→ **Given data**:
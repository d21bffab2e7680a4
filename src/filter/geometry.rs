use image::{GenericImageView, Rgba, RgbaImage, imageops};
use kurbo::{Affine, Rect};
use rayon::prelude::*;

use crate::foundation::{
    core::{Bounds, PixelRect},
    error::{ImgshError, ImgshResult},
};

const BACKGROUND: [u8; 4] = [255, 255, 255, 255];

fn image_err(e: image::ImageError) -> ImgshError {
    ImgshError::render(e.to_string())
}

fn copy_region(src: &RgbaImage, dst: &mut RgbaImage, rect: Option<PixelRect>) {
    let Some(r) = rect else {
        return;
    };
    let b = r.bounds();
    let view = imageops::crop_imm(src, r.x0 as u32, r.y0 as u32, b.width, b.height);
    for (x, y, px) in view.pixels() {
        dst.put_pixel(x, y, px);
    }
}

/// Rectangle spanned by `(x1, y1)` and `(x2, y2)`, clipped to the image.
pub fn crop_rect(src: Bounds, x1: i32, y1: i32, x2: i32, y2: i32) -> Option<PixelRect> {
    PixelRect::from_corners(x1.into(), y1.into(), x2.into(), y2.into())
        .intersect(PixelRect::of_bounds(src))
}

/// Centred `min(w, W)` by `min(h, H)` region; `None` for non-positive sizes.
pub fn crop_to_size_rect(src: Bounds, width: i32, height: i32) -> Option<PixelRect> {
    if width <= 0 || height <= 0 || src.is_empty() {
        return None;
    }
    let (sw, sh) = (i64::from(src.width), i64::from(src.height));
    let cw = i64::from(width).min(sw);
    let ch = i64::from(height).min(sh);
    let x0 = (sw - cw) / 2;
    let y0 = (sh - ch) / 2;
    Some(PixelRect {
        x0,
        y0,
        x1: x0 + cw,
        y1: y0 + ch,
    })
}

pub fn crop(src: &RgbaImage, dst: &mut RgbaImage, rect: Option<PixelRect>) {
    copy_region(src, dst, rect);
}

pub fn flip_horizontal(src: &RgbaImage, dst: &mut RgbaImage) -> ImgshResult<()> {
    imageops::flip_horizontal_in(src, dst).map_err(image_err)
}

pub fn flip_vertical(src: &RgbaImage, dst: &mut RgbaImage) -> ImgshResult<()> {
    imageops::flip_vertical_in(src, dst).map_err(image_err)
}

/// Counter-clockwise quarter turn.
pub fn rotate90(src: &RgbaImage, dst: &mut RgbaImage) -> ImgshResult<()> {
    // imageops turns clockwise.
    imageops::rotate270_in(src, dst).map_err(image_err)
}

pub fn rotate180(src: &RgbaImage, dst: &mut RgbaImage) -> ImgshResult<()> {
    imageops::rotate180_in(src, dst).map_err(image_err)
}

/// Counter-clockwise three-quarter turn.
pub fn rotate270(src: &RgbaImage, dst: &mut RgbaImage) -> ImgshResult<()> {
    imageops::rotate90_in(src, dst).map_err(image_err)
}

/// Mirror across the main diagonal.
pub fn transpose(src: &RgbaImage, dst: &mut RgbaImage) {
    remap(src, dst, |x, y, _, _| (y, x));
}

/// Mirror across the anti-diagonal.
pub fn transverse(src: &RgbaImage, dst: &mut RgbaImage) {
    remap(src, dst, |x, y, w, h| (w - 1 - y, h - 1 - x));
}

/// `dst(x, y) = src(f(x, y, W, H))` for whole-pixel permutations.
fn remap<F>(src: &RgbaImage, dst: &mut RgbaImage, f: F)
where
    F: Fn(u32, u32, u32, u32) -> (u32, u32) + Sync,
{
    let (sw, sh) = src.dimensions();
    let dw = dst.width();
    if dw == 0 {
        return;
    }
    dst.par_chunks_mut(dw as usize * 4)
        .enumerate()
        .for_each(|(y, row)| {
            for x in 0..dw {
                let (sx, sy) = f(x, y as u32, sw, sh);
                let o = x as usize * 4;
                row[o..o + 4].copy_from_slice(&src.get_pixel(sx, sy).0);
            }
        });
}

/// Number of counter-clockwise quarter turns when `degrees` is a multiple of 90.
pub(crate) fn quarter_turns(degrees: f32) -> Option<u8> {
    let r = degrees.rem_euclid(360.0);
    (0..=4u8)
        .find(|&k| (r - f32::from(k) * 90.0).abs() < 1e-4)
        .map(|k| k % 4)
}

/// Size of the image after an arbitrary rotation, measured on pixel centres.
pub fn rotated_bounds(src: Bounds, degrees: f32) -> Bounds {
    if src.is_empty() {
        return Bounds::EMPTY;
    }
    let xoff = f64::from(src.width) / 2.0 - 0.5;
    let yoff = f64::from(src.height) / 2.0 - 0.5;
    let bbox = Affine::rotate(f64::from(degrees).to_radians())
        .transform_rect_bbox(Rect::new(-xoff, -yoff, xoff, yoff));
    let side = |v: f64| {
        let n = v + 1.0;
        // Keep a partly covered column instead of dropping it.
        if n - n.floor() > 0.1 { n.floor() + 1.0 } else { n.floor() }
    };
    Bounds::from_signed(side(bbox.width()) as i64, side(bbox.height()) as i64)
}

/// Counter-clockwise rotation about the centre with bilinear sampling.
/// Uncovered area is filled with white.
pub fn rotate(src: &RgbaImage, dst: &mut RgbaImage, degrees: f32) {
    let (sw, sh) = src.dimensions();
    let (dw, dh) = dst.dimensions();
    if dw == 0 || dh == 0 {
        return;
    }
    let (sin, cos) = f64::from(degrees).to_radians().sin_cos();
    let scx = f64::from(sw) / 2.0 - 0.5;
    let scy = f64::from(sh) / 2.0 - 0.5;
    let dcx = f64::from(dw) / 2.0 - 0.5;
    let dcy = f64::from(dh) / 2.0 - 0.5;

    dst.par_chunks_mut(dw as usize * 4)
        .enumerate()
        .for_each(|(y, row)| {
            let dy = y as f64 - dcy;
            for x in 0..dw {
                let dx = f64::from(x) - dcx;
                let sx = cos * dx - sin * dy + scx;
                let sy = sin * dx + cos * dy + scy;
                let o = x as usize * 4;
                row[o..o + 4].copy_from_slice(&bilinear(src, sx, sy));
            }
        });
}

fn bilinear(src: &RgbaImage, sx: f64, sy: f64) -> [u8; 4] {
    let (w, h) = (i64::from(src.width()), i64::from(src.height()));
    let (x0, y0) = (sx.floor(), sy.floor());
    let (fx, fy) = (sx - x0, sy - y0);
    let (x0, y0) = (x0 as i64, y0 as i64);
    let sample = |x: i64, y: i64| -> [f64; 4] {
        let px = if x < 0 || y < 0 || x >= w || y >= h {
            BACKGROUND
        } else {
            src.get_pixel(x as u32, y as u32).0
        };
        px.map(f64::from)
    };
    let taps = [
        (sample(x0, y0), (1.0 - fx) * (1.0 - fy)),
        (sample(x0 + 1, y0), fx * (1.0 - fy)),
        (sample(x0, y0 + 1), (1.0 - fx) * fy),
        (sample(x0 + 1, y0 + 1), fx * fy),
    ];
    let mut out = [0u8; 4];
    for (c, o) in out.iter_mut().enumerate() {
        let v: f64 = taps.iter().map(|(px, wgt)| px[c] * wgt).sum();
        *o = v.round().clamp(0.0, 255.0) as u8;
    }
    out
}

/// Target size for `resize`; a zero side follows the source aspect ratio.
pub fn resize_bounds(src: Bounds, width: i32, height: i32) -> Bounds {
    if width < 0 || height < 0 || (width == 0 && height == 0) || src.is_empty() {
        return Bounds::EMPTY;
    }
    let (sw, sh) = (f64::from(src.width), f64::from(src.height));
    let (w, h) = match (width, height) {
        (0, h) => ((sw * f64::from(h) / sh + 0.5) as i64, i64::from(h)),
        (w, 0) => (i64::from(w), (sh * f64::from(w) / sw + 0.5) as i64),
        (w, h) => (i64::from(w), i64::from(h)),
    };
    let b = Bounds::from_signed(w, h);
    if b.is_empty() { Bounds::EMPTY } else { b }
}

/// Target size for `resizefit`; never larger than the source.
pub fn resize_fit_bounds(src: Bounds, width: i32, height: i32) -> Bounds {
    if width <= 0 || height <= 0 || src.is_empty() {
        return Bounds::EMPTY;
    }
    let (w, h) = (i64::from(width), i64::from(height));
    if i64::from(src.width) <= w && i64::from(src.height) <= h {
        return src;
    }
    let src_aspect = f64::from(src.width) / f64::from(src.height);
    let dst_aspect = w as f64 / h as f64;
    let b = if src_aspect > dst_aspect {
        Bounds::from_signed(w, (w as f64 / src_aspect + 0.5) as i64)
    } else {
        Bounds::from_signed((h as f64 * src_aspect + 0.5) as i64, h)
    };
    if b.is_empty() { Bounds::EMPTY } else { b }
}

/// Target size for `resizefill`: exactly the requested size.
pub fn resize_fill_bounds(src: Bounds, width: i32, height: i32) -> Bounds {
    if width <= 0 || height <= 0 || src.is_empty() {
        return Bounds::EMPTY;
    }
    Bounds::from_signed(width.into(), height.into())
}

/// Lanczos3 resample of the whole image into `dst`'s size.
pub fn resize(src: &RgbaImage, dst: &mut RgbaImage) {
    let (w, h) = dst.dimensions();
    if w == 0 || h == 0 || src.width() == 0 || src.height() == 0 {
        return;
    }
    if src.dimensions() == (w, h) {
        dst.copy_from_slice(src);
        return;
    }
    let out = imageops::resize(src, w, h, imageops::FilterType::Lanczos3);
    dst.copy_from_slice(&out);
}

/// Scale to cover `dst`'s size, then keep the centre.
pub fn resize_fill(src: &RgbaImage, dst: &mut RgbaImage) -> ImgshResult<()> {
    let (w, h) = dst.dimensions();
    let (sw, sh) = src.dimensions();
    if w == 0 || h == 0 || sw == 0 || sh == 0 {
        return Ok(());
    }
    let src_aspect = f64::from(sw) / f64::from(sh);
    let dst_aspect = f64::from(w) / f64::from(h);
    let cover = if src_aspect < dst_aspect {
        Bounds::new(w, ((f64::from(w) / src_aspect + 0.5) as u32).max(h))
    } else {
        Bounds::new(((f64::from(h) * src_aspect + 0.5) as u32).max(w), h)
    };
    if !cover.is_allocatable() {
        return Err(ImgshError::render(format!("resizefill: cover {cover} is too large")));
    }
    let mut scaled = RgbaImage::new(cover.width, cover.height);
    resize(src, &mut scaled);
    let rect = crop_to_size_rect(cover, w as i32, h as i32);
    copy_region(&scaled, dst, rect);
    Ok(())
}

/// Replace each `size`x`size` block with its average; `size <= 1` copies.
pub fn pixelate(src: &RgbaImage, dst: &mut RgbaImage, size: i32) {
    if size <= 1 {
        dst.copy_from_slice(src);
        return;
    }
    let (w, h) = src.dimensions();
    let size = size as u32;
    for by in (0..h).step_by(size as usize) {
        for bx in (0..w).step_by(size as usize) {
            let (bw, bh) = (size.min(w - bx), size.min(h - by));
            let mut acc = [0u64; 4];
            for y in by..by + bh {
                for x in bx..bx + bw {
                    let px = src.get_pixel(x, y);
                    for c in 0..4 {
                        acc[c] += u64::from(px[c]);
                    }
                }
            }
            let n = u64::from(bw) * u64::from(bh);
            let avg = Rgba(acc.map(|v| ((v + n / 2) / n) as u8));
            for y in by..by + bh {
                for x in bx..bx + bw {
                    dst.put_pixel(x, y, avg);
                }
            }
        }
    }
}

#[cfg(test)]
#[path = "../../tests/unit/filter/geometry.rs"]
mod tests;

...

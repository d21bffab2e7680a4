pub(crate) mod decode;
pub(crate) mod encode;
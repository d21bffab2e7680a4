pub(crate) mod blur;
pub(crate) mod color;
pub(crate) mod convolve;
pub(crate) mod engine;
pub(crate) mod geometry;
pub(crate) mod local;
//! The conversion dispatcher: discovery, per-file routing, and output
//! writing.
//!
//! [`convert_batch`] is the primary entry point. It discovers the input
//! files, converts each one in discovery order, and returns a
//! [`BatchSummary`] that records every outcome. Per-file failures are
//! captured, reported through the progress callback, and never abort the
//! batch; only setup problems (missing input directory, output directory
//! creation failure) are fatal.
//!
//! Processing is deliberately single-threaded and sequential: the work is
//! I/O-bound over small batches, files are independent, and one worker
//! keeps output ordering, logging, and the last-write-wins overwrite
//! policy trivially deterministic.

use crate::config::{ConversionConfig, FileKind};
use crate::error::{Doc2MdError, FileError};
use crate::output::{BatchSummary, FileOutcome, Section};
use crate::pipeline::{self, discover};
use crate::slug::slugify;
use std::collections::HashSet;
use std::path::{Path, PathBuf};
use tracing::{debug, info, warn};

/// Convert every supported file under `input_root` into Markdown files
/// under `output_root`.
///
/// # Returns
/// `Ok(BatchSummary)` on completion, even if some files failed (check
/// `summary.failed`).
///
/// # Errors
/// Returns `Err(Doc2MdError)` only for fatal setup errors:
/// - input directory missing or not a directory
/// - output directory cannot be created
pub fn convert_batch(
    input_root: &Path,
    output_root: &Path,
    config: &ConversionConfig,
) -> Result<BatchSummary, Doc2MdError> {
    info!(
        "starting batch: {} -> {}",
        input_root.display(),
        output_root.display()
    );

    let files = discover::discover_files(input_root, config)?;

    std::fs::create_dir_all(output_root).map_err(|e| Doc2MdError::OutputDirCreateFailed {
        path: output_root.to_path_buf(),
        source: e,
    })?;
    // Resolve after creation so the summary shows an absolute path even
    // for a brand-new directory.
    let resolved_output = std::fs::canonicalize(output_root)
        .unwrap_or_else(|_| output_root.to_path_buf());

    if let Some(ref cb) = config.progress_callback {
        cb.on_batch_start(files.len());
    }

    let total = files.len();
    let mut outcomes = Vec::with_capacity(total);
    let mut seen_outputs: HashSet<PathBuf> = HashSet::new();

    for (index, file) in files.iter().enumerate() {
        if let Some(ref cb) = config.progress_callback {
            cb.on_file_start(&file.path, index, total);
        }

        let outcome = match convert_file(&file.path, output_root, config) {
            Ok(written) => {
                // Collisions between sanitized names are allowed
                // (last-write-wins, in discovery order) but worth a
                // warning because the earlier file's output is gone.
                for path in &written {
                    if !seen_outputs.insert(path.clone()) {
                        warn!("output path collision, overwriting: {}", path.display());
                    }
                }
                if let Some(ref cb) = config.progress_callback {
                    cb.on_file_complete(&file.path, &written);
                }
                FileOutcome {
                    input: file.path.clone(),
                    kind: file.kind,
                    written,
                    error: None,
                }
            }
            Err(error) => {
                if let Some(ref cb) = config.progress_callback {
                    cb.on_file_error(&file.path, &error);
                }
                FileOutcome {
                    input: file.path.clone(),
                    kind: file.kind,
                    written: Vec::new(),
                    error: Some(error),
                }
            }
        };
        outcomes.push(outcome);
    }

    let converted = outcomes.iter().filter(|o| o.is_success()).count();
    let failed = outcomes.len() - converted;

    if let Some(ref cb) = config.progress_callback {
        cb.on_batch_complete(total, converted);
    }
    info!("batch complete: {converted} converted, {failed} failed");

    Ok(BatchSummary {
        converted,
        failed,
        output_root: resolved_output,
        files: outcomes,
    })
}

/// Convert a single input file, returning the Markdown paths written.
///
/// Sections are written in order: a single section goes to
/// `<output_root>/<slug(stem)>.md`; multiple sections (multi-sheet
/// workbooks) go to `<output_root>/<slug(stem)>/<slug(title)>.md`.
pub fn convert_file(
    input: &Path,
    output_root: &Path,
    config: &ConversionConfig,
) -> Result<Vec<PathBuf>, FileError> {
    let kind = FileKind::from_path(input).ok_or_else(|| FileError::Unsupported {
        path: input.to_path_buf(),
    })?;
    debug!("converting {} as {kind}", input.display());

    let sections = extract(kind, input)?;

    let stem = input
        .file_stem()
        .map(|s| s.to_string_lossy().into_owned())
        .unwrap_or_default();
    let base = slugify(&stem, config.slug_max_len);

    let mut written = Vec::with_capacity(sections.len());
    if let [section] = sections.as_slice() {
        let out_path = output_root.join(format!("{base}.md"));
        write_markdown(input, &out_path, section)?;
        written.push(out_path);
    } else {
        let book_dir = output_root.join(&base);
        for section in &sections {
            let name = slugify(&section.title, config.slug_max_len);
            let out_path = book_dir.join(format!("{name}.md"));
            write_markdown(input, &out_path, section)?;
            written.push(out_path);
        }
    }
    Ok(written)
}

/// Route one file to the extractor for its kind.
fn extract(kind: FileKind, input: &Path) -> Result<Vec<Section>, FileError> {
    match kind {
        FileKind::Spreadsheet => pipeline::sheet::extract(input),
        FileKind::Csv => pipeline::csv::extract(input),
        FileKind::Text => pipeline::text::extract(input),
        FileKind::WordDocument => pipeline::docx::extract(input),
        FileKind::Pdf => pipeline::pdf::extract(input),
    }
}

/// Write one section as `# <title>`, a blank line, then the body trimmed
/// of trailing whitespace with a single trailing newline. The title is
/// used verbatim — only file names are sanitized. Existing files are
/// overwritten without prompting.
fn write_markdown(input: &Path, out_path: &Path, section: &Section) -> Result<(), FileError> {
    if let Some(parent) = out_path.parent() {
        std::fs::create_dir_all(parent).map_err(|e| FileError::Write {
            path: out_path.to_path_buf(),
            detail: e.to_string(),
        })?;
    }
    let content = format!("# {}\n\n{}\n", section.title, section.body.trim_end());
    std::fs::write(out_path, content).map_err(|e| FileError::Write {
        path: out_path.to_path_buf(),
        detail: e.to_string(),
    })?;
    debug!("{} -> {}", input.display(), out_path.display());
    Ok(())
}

==

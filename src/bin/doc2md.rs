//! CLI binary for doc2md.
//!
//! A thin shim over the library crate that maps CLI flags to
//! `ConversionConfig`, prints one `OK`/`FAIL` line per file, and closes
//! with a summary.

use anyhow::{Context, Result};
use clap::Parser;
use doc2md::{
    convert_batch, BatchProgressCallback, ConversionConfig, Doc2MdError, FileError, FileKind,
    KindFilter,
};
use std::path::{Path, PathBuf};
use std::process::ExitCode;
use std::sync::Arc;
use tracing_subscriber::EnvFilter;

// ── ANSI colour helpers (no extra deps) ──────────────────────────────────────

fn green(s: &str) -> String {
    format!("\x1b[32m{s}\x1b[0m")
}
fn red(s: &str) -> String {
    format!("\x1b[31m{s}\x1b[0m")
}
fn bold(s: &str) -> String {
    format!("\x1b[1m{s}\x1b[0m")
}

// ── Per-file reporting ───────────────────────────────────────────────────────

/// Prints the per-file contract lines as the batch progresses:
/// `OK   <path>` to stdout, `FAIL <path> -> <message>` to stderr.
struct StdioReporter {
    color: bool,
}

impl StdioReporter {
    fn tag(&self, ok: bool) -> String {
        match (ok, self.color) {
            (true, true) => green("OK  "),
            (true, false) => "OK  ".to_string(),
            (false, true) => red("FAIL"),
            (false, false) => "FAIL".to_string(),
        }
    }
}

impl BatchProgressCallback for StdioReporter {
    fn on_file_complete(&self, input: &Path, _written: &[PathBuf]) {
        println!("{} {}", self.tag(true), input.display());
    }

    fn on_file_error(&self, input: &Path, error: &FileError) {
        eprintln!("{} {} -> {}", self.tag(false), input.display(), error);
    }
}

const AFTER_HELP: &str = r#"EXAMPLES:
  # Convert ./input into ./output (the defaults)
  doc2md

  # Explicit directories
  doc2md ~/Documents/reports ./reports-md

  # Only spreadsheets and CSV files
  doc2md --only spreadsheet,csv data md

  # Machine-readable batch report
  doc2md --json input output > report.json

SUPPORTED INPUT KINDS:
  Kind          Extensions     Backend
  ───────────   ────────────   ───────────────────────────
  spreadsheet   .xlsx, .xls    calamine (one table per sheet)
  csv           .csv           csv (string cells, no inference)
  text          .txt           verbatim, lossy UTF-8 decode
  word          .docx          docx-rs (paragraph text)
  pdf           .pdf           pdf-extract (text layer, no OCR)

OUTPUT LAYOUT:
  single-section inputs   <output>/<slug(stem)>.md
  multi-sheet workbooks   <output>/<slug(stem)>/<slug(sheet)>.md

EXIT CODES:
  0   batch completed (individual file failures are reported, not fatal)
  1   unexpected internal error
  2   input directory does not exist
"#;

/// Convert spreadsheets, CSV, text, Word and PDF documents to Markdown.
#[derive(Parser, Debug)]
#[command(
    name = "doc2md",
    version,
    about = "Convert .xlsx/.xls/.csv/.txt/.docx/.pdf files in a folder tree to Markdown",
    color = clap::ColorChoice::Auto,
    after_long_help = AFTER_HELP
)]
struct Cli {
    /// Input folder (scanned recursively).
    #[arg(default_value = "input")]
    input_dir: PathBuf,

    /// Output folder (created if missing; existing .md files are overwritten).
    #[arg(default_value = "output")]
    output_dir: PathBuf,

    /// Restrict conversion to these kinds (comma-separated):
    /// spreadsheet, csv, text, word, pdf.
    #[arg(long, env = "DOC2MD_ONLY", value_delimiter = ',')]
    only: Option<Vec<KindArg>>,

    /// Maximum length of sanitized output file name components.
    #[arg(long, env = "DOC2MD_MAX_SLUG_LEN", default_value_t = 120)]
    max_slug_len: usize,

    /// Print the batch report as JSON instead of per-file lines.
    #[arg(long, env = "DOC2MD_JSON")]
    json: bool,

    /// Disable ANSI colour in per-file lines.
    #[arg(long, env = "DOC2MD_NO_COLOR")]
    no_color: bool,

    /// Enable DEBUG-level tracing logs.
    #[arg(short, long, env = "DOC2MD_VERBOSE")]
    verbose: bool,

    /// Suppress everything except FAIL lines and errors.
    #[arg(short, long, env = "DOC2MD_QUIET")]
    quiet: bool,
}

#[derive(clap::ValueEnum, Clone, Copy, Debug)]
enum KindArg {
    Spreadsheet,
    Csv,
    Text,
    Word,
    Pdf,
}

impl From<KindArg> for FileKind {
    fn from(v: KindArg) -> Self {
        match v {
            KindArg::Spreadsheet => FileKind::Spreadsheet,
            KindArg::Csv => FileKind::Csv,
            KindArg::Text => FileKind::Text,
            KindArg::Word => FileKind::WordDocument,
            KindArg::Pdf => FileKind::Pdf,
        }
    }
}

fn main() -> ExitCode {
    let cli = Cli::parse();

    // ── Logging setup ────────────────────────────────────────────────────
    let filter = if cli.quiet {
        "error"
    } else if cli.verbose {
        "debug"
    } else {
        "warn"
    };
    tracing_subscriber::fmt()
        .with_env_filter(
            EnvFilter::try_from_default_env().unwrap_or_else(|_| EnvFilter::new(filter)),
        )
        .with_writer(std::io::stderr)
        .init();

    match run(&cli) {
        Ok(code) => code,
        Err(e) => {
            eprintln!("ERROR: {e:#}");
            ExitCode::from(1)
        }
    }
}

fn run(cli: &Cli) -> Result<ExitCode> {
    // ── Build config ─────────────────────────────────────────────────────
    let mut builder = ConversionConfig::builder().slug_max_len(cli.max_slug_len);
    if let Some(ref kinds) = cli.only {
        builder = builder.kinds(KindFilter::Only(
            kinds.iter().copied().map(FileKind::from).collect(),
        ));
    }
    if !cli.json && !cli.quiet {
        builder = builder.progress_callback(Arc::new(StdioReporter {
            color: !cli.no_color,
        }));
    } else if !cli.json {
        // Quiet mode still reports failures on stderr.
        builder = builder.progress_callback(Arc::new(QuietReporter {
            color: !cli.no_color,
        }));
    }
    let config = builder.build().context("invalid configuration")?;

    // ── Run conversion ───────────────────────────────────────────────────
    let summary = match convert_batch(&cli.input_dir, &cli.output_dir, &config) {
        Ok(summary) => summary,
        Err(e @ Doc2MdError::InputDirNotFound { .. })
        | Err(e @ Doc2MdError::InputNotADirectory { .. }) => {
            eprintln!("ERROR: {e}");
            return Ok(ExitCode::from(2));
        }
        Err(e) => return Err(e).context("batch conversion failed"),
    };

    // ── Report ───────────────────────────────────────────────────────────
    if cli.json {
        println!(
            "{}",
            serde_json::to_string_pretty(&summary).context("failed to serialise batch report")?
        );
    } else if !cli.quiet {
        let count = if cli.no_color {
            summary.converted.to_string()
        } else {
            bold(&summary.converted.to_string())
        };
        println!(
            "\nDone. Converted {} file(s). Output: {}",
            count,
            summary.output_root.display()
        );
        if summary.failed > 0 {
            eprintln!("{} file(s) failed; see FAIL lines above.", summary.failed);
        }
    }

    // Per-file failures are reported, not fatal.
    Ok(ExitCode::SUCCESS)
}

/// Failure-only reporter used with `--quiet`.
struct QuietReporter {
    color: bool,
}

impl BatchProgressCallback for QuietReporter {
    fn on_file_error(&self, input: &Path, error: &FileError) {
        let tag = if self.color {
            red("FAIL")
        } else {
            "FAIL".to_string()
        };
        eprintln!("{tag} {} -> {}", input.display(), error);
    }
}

→ **Your goal**: Tell how many lines in the data include the string "usize". Reply with the number and no other text.

→ **Answer to this exercise**: 7